Thursday, 22 February 2018

Early 5G phones will make LTE voice calls, add VR and spherical calls later


As the first 5G phones are less than a year away, a new report from FierceWireless explores how 5G networks and devices will handle — and evolve — traditional voice calls. In short, American carriers expect to continue using 4G Voice over LTE (VoLTE) for the near future, but exciting new 5G voice services are in the works to radically improve phone calling.

VoLTE was originally rolled out in 2014, promising dramatic improvements to voice call quality: During a VoLTE call, muddy and bassy conventional phone audio is replaced with more dynamic, clear sound akin to being in the same room with your caller. Since early 5G phones will simultaneously maintain connections with 5G and 4G/LTE networks, they will begin by making VoLTE calls.

Currently, international standards organization 3GPP is working on an improved 5G standard for phone calls. According to Fraunhofer IIS, the 3GPP is developing support for “multiple audio channels, immersive audio and VR communication use cases,” including sound quality improvements for both video and audio-only calls. Tantalizingly, Fraunhofer expects 5G to enable “spherical” calls that immerse each caller in the other’s environment, letting a caller in an office hear and see a beach, while the caller at the beach hears and sees the office.

The key question is when these new features can be expected, and unfortunately, there’s no timeline at this point. Moreover, carrier VoLTE adoption was much slower than expected; even today, there’s no guarantee that a call made from a T-Mobile customer to a Verizon customer will automatically use the superior standard.

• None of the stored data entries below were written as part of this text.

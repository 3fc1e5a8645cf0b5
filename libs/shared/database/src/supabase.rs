use reqwest::{
    Client,
    header::{HeaderMap, HeaderValue, CONTENT_TYPE, AUTHORIZATION},
    Method,
};
use serde::de::DeserializeOwned;
use serde_json::Value;
use tracing::{debug, error};

use shared_config::AppConfig;

use crate::error::DatabaseError;

pub struct SupabaseClient {
    client: Client,
    base_url: String,
    anon_key: String,
}

impl SupabaseClient {
    pub fn new(config: &AppConfig) -> Self {
        Self {
            client: Client::new(),
            base_url: config.supabase_url.trim_end_matches('/').to_string(),
            anon_key: config.supabase_anon_key.clone(),
        }
    }

    fn get_headers(&self, auth_token: Option<&str>) -> HeaderMap {
        let mut headers = HeaderMap::new();

        if let Ok(value) = HeaderValue::from_str(&self.anon_key) {
            headers.insert("apikey", value);
        }
        headers.insert(CONTENT_TYPE, HeaderValue::from_static("application/json"));

        if let Some(token) = auth_token {
            if let Ok(value) = HeaderValue::from_str(&format!("Bearer {}", token)) {
                headers.insert(AUTHORIZATION, value);
            }
        }

        headers
    }

    /// Headers asking PostgREST to echo the written rows back.
    pub fn return_representation() -> HeaderMap {
        let mut headers = HeaderMap::new();
        headers.insert("Prefer", HeaderValue::from_static("return=representation"));
        headers
    }

    pub async fn request<T>(&self, method: Method, path: &str,
                            auth_token: Option<&str>, body: Option<Value>)
                            -> Result<T, DatabaseError>
    where T: DeserializeOwned {
        self.request_with_headers(method, path, auth_token, body, None).await
    }

    pub async fn request_with_headers<T>(
        &self,
        method: Method,
        path: &str,
        auth_token: Option<&str>,
        body: Option<Value>,
        extra_headers: Option<HeaderMap>,
    ) -> Result<T, DatabaseError>
    where T: DeserializeOwned {
        let url = format!("{}{}", self.base_url, path);
        debug!("Making {} request to {}", method, url);

        let mut headers = self.get_headers(auth_token);
        if let Some(extra) = extra_headers {
            headers.extend(extra);
        }

        let mut req = self.client.request(method, &url)
            .headers(headers);

        if let Some(body_data) = body {
            req = req.json(&body_data);
        }

        let response = req.send().await?;

        let status = response.status();
        if !status.is_success() {
            let error_text = response.text().await?;
            error!("API error ({}): {}", status, error_text);

            return Err(match status.as_u16() {
                409 => DatabaseError::UniqueViolation(error_text),
                404 => DatabaseError::NotFound(error_text),
                code => DatabaseError::Api { status: code, message: error_text },
            });
        }

        let text = response.text().await?;
        // DELETE and minimal-return writes answer with an empty body
        let text = if text.trim().is_empty() { "null" } else { text.as_str() };

        serde_json::from_str::<T>(text)
            .map_err(|e| DatabaseError::Decode(e.to_string()))
    }

    pub fn get_base_url(&self) -> &str {
        &self.base_url
    }
}
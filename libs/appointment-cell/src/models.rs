// libs/appointment-cell/src/models.rs
use serde::{Deserialize, Serialize};
use uuid::Uuid;
use chrono::{DateTime, Utc, NaiveDate, NaiveDateTime, NaiveTime, Timelike};
use std::fmt;

use shared_models::error::AppError;

/// Shortest and longest service duration accepted for a booking.
pub const MIN_DURATION_MINUTES: i32 = 5;
pub const MAX_DURATION_MINUTES: i32 = 480;

pub const MAX_NOTES_LENGTH: usize = 2000;
pub const MAX_LOCATION_LENGTH: usize = 500;

const MINUTES_PER_DAY: i64 = 24 * 60;

// ==============================================================================
// CORE APPOINTMENT MODELS
// ==============================================================================

#[derive(Debug, Clone, PartialEq, Serialize, Deserialize)]
pub struct Appointment {
    pub id: Uuid,
    pub client_id: Uuid,
    pub provider_id: Uuid,
    pub service_id: Uuid,
    pub scheduled_date: NaiveDate,
    pub scheduled_time: NaiveTime,
    pub duration_minutes: i32,
    pub status: AppointmentStatus,
    pub location: Option<String>,
    pub notes: Option<String>,
    pub created_at: DateTime<Utc>,
    pub updated_at: DateTime<Utc>,
}

impl Appointment {
    pub fn scheduled_start(&self) -> NaiveDateTime {
        self.scheduled_date.and_time(self.scheduled_time)
    }

    /// Occupied interval in minutes from midnight, `[start, end)`.
    pub fn occupied_minutes(&self) -> (i64, i64) {
        slot_minutes(self.scheduled_time, self.duration_minutes)
    }

    pub fn overlaps(&self, time: NaiveTime, duration_minutes: i32) -> bool {
        let (start, end) = self.occupied_minutes();
        let (other_start, other_end) = slot_minutes(time, duration_minutes);
        start < other_end && other_start < end
    }

    pub fn involves(&self, user_id: Uuid) -> bool {
        self.client_id == user_id || self.provider_id == user_id
    }
}

/// `[start, end)` minutes from midnight for a slot starting at `time`.
pub fn slot_minutes(time: NaiveTime, duration_minutes: i32) -> (i64, i64) {
    let start = i64::from(time.num_seconds_from_midnight() / 60);
    (start, start + i64::from(duration_minutes))
}

/// Whether a slot starting at `time` ends by midnight.
pub fn fits_in_day(time: NaiveTime, duration_minutes: i32) -> bool {
    slot_minutes(time, duration_minutes).1 <= MINUTES_PER_DAY
}

#[derive(Debug, Clone, Copy, Serialize, Deserialize, PartialEq, Eq, Hash)]
#[serde(rename_all = "snake_case")]
pub enum AppointmentStatus {
    Pending,
    Accepted,
    Completed,
    Cancelled,
}

impl AppointmentStatus {
    /// Every status except `Cancelled` keeps the slot taken.
    pub fn occupies_slot(&self) -> bool {
        !matches!(self, AppointmentStatus::Cancelled)
    }

    pub fn is_terminal(&self) -> bool {
        matches!(self, AppointmentStatus::Completed | AppointmentStatus::Cancelled)
    }

    /// Date and time may only change before the service happens.
    pub fn allows_reschedule(&self) -> bool {
        matches!(self, AppointmentStatus::Pending | AppointmentStatus::Accepted)
    }
}

impl fmt::Display for AppointmentStatus {
    fn fmt(&self, f: &mut fmt::Formatter<'_>) -> fmt::Result {
        match self {
            AppointmentStatus::Pending => write!(f, "pending"),
            AppointmentStatus::Accepted => write!(f, "accepted"),
            AppointmentStatus::Completed => write!(f, "completed"),
            AppointmentStatus::Cancelled => write!(f, "cancelled"),
        }
    }
}

// ==============================================================================
// REQUEST/RESPONSE MODELS
// ==============================================================================

#[derive(Debug, Clone, Serialize, Deserialize)]
pub struct BookAppointmentRequest {
    pub client_id: Uuid,
    pub provider_id: Uuid,
    pub service_id: Uuid,
    pub scheduled_date: NaiveDate,
    pub scheduled_time: NaiveTime,
    /// Service-specific length; the configured slot length when absent.
    pub duration_minutes: Option<i32>,
    pub location: Option<String>,
    pub notes: Option<String>,
}

#[derive(Debug, Clone, Serialize, Deserialize)]
pub struct RescheduleAppointmentRequest {
    pub new_date: NaiveDate,
    pub new_time: NaiveTime,
}

#[derive(Debug, Clone, Default, Serialize, Deserialize)]
pub struct AppointmentSearchQuery {
    pub client_id: Option<Uuid>,
    pub provider_id: Option<Uuid>,
    pub status: Option<AppointmentStatus>,
    pub from_date: Option<NaiveDate>,
    pub to_date: Option<NaiveDate>,
    pub limit: Option<i64>,
    pub offset: Option<i64>,
}

/// Store-level filter; pagination travels separately.
#[derive(Debug, Clone, Default, PartialEq)]
pub struct AppointmentFilter {
    pub client_id: Option<Uuid>,
    pub provider_id: Option<Uuid>,
    pub status: Option<AppointmentStatus>,
    pub from_date: Option<NaiveDate>,
    pub to_date: Option<NaiveDate>,
    /// Only appointments starting at or after this instant.
    pub starts_at_or_after: Option<NaiveDateTime>,
    /// Only pending and accepted appointments.
    pub upcoming_only: bool,
}

impl AppointmentFilter {
    pub fn matches(&self, appointment: &Appointment) -> bool {
        self.client_id.map_or(true, |id| appointment.client_id == id)
            && self.provider_id.map_or(true, |id| appointment.provider_id == id)
            && self.status.map_or(true, |status| appointment.status == status)
            && self.from_date.map_or(true, |date| appointment.scheduled_date >= date)
            && self.to_date.map_or(true, |date| appointment.scheduled_date <= date)
            && self.starts_at_or_after.map_or(true, |start| appointment.scheduled_start() >= start)
            && (!self.upcoming_only || appointment.status.allows_reschedule())
    }
}

impl From<&AppointmentSearchQuery> for AppointmentFilter {
    fn from(query: &AppointmentSearchQuery) -> Self {
        Self {
            client_id: query.client_id,
            provider_id: query.provider_id,
            status: query.status,
            from_date: query.from_date,
            to_date: query.to_date,
            starts_at_or_after: None,
            upcoming_only: false,
        }
    }
}

// ==============================================================================
// AVAILABILITY MODELS
// ==============================================================================

#[derive(Debug, Clone, Copy, PartialEq, Eq, Serialize, Deserialize)]
pub struct FreeSlot {
    pub start_time: NaiveTime,
    pub end_time: NaiveTime,
}

#[derive(Debug, Clone, Serialize, Deserialize)]
pub struct SlotCheckResponse {
    pub is_available: bool,
    pub conflicting_appointments: Vec<Appointment>,
}

// ==============================================================================
// ERROR TYPES
// ==============================================================================

#[derive(Debug, Clone, PartialEq, thiserror::Error)]
pub enum AppointmentError {
    #[error("Appointment not found")]
    NotFound,

    #[error("Provider not found")]
    ProviderNotFound,

    #[error("Appointment slot conflicts with existing booking")]
    SchedulingConflict,

    #[error("Cannot move appointment from {from} to {to}")]
    InvalidStatusTransition { from: AppointmentStatus, to: AppointmentStatus },

    #[error("Appointment was modified concurrently")]
    ConcurrentModification,

    #[error("Forbidden: {0}")]
    Forbidden(String),

    #[error("Invalid appointment time: {0}")]
    InvalidTime(String),

    #[error("Validation error: {0}")]
    ValidationError(String),

    #[error("Database error: {0}")]
    DatabaseError(String),
}

impl From<AppointmentError> for AppError {
    fn from(error: AppointmentError) -> Self {
        let message = error.to_string();
        match error {
            AppointmentError::NotFound | AppointmentError::ProviderNotFound => AppError::NotFound(message),
            AppointmentError::SchedulingConflict => AppError::SchedulingConflict(message),
            AppointmentError::InvalidStatusTransition { .. }
            | AppointmentError::ConcurrentModification => AppError::InvalidTransition(message),
            AppointmentError::Forbidden(msg) => AppError::Forbidden(msg),
            AppointmentError::InvalidTime(msg) | AppointmentError::ValidationError(msg) => AppError::BadRequest(msg),
            AppointmentError::DatabaseError(msg) => AppError::Storage(msg),
        }
    }
}

impl From<provider_cell::ProviderError> for AppointmentError {
    fn from(error: provider_cell::ProviderError) -> Self {
        match error {
            provider_cell::ProviderError::NotFound => AppointmentError::ProviderNotFound,
            provider_cell::ProviderError::ValidationError(msg) => AppointmentError::ValidationError(msg),
            provider_cell::ProviderError::DatabaseError(msg) => AppointmentError::DatabaseError(msg),
        }
    }
}
use std::collections::BTreeMap;
use std::sync::Arc;

use assert_matches::assert_matches;
use serde_json::json;
use uuid::Uuid;
use wiremock::matchers::{method, path, query_param};
use wiremock::{Mock, MockServer, ResponseTemplate};

use appointment_cell::models::{Appointment, AppointmentStatus};
use appointment_cell::store::{AppointmentStore, InMemoryAppointmentStore};
use review_cell::models::{CreateReviewRequest, RatingStatsFilter, ReviewError};
use review_cell::services::{RatingAggregator, ReviewGate};
use review_cell::store::SupabaseReviewStore;
use shared_config::{AppConfig, SchedulingConfig};
use shared_database::SupabaseClient;
use shared_utils::clock::FixedClock;
use shared_utils::test_utils::{date, fixture_now, init_test_tracing, time, TestUser};

fn store_for(server: &MockServer) -> Arc<SupabaseReviewStore> {
    init_test_tracing();

    let mut config = AppConfig::in_memory(SchedulingConfig::default());
    config.supabase_url = server.uri();
    config.supabase_anon_key = "test-anon-key".to_string();

    Arc::new(SupabaseReviewStore::new(Arc::new(SupabaseClient::new(&config)), None))
}

#[tokio::test]
async fn test_unique_violation_means_already_reviewed() {
    let server = MockServer::start().await;
    let client = TestUser::client("client@example.com");
    let provider_id = Uuid::new_v4();

    let appointments = Arc::new(InMemoryAppointmentStore::new());
    let appointment = appointments.insert(Appointment {
        id: Uuid::new_v4(),
        client_id: client.id,
        provider_id,
        service_id: Uuid::new_v4(),
        scheduled_date: date(2024, 11, 20),
        scheduled_time: time(10, 0),
        duration_minutes: 30,
        status: AppointmentStatus::Completed,
        location: None,
        notes: None,
        created_at: fixture_now(),
        updated_at: fixture_now(),
    }).await.unwrap();

    // The pre-check sees no review, the insert hits reviews_appointment_idx
    Mock::given(method("GET"))
        .and(path("/rest/v1/reviews"))
        .and(query_param("appointment_id", format!("eq.{}", appointment.id)))
        .respond_with(ResponseTemplate::new(200).set_body_json(json!([])))
        .mount(&server)
        .await;

    Mock::given(method("POST"))
        .and(path("/rest/v1/reviews"))
        .respond_with(ResponseTemplate::new(409).set_body_json(json!({
            "code": "23505",
            "message": "duplicate key value violates unique constraint \"reviews_appointment_idx\""
        })))
        .expect(1)
        .mount(&server)
        .await;

    let gate = ReviewGate::new(
        store_for(&server),
        appointments,
        Arc::new(FixedClock::new(fixture_now())),
        SchedulingConfig::default(),
    );

    let result = gate.create_review(&client.actor(), CreateReviewRequest {
        appointment_id: appointment.id,
        client_id: client.id,
        provider_id,
        rating: 5.0,
        comment: None,
    }).await;

    assert_matches!(result, Err(ReviewError::AlreadyReviewed));
}

#[tokio::test]
async fn test_stats_select_only_ratings() {
    let server = MockServer::start().await;
    let provider_id = Uuid::new_v4();

    Mock::given(method("GET"))
        .and(path("/rest/v1/reviews"))
        .and(query_param("select", "rating"))
        .and(query_param("provider_id", format!("eq.{}", provider_id)))
        .and(query_param("offset", "0"))
        .respond_with(ResponseTemplate::new(200).set_body_json(json!([
            { "rating": 5 }, { "rating": 5 }, { "rating": 4 }, { "rating": 3 }, { "rating": 1 }
        ])))
        .mount(&server)
        .await;

    Mock::given(method("GET"))
        .and(path("/rest/v1/reviews"))
        .and(query_param("offset", "5"))
        .respond_with(ResponseTemplate::new(200).set_body_json(json!([])))
        .mount(&server)
        .await;

    let aggregator = RatingAggregator::new(store_for(&server));
    let stats = aggregator.stats(&RatingStatsFilter::for_provider(provider_id)).await.unwrap();

    assert_eq!(stats.total, 5);
    assert_eq!(stats.average_rating, 3.6);
    assert_eq!(stats.rating_distribution, BTreeMap::from([(1, 1), (2, 0), (3, 1), (4, 1), (5, 2)]));
}

#[tokio::test]
async fn test_stats_read_past_the_server_row_cap() {
    let server = MockServer::start().await;
    let provider_id = Uuid::new_v4();

    // Server hands out at most three rows per response
    let pages = [
        ("0", json!([{ "rating": 5 }, { "rating": 5 }, { "rating": 5 }])),
        ("3", json!([{ "rating": 4 }, { "rating": 2 }, { "rating": 1 }])),
        ("6", json!([{ "rating": 3 }])),
        ("7", json!([])),
    ];
    for (offset, body) in pages {
        Mock::given(method("GET"))
            .and(path("/rest/v1/reviews"))
            .and(query_param("select", "rating"))
            .and(query_param("order", "id.asc"))
            .and(query_param("offset", offset))
            .respond_with(ResponseTemplate::new(200).set_body_json(body))
            .expect(1)
            .mount(&server)
            .await;
    }

    let aggregator = RatingAggregator::new(store_for(&server));
    let stats = aggregator.stats(&RatingStatsFilter::for_provider(provider_id)).await.unwrap();

    assert_eq!(stats.total, 7);
    assert_eq!(stats.average_rating, 3.57);
    assert_eq!(stats.rating_distribution, BTreeMap::from([(1, 1), (2, 1), (3, 1), (4, 1), (5, 3)]));
}

#[tokio::test]
async fn test_out_of_range_rating_from_storage_is_a_decode_error() {
    let server = MockServer::start().await;
    let provider_id = Uuid::new_v4();

    Mock::given(method("GET"))
        .and(path("/rest/v1/reviews"))
        .respond_with(ResponseTemplate::new(200).set_body_json(json!([{ "rating": 9 }])))
        .mount(&server)
        .await;

    let aggregator = RatingAggregator::new(store_for(&server));
    let result = aggregator.stats(&RatingStatsFilter::for_provider(provider_id)).await;

    assert_matches!(result, Err(ReviewError::DatabaseError(_)));
}
use std::collections::HashMap;

use async_trait::async_trait;
use chrono::{DateTime, NaiveDate, NaiveTime, Utc};
use tokio::sync::RwLock;
use uuid::Uuid;

use shared_database::DatabaseError;
use shared_utils::pagination::PageRequest;

use crate::models::{Appointment, AppointmentFilter, AppointmentStatus};
use crate::store::AppointmentStore;

/// Process-local store with the same uniqueness and compare-and-set
/// guarantees as the database schema. Every write holds the lock for its
/// whole check-then-write.
#[derive(Default)]
pub struct InMemoryAppointmentStore {
    appointments: RwLock<HashMap<Uuid, Appointment>>,
}

impl InMemoryAppointmentStore {
    pub fn new() -> Self {
        Self::default()
    }

    pub async fn len(&self) -> usize {
        self.appointments.read().await.len()
    }

    pub async fn is_empty(&self) -> bool {
        self.appointments.read().await.is_empty()
    }
}

fn slot_taken(
    appointments: &HashMap<Uuid, Appointment>,
    provider_id: Uuid,
    date: NaiveDate,
    time: NaiveTime,
    except: Uuid,
) -> bool {
    appointments.values().any(|existing| {
        existing.id != except
            && existing.provider_id == provider_id
            && existing.scheduled_date == date
            && existing.scheduled_time == time
            && existing.status.occupies_slot()
    })
}

fn slot_violation(provider_id: Uuid, date: NaiveDate, time: NaiveTime) -> DatabaseError {
    DatabaseError::UniqueViolation(format!(
        "appointments_active_slot_idx: provider {} already booked at {} {}",
        provider_id, date, time
    ))
}

#[async_trait]
impl AppointmentStore for InMemoryAppointmentStore {
    async fn insert(&self, appointment: Appointment) -> Result<Appointment, DatabaseError> {
        let mut appointments = self.appointments.write().await;

        if appointments.contains_key(&appointment.id) {
            return Err(DatabaseError::UniqueViolation(format!("appointment {} exists", appointment.id)));
        }
        if appointment.status.occupies_slot()
            && slot_taken(
                &appointments,
                appointment.provider_id,
                appointment.scheduled_date,
                appointment.scheduled_time,
                appointment.id,
            )
        {
            return Err(slot_violation(
                appointment.provider_id,
                appointment.scheduled_date,
                appointment.scheduled_time,
            ));
        }

        appointments.insert(appointment.id, appointment.clone());
        Ok(appointment)
    }

    async fn get(&self, id: Uuid) -> Result<Option<Appointment>, DatabaseError> {
        Ok(self.appointments.read().await.get(&id).cloned())
    }

    async fn compare_and_set_status(
        &self,
        id: Uuid,
        expected: AppointmentStatus,
        next: AppointmentStatus,
        updated_at: DateTime<Utc>,
    ) -> Result<Option<Appointment>, DatabaseError> {
        let mut appointments = self.appointments.write().await;

        match appointments.get_mut(&id) {
            Some(appointment) if appointment.status == expected => {
                appointment.status = next;
                appointment.updated_at = updated_at;
                Ok(Some(appointment.clone()))
            }
            _ => Ok(None),
        }
    }

    async fn compare_and_set_slot(
        &self,
        id: Uuid,
        expected: AppointmentStatus,
        date: NaiveDate,
        time: NaiveTime,
        updated_at: DateTime<Utc>,
    ) -> Result<Option<Appointment>, DatabaseError> {
        let mut appointments = self.appointments.write().await;

        let provider_id = match appointments.get(&id) {
            Some(appointment) if appointment.status == expected => appointment.provider_id,
            _ => return Ok(None),
        };

        if expected.occupies_slot() && slot_taken(&appointments, provider_id, date, time, id) {
            return Err(slot_violation(provider_id, date, time));
        }

        Ok(appointments.get_mut(&id).map(|appointment| {
            appointment.scheduled_date = date;
            appointment.scheduled_time = time;
            appointment.updated_at = updated_at;
            appointment.clone()
        }))
    }

    async fn occupying(
        &self,
        provider_id: Uuid,
        date: NaiveDate,
        exclude_appointment_id: Option<Uuid>,
    ) -> Result<Vec<Appointment>, DatabaseError> {
        let appointments = self.appointments.read().await;

        let mut result: Vec<Appointment> = appointments.values()
            .filter(|apt| apt.provider_id == provider_id && apt.scheduled_date == date)
            .filter(|apt| apt.status.occupies_slot())
            .filter(|apt| Some(apt.id) != exclude_appointment_id)
            .cloned()
            .collect();

        result.sort_by_key(|apt| apt.scheduled_time);
        Ok(result)
    }

    async fn search(
        &self,
        filter: &AppointmentFilter,
        page: PageRequest,
    ) -> Result<Vec<Appointment>, DatabaseError> {
        let appointments = self.appointments.read().await;

        let mut result: Vec<Appointment> = appointments.values()
            .filter(|apt| filter.matches(apt))
            .cloned()
            .collect();

        result.sort_by(|a, b| {
            a.scheduled_start().cmp(&b.scheduled_start())
                .then(a.created_at.cmp(&b.created_at))
        });

        let offset = usize::try_from(page.offset).unwrap_or(0);
        let take = usize::try_from(page.fetch_limit()).unwrap_or(usize::MAX);
        Ok(result.into_iter().skip(offset).take(take).collect())
    }
}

Today’s phone calls only use VoLTE if both callers are on the same or interoperable LTE networks, connected to VoLTE-compatible towers, and using VoLTE-ready phones. Otherwise, the call will fall back to a traditional, lower-quality connection. FierceWireless notes that the top three U.S. carriers currently have strong VoLTE support, including 100 percent of T-Mobile’s and Verizon’s towers, and most of AT&T’s — Sprint is working on a fall 2018 deployment.

Given the current state of their LTE networks, carriers appear to be in no rush to support 5G voice calling. However, as the carriers are already working to upgrade their network hardware from 4G to 5G, adding some groundbreaking voice calling improvements could thereafter be only a software update away.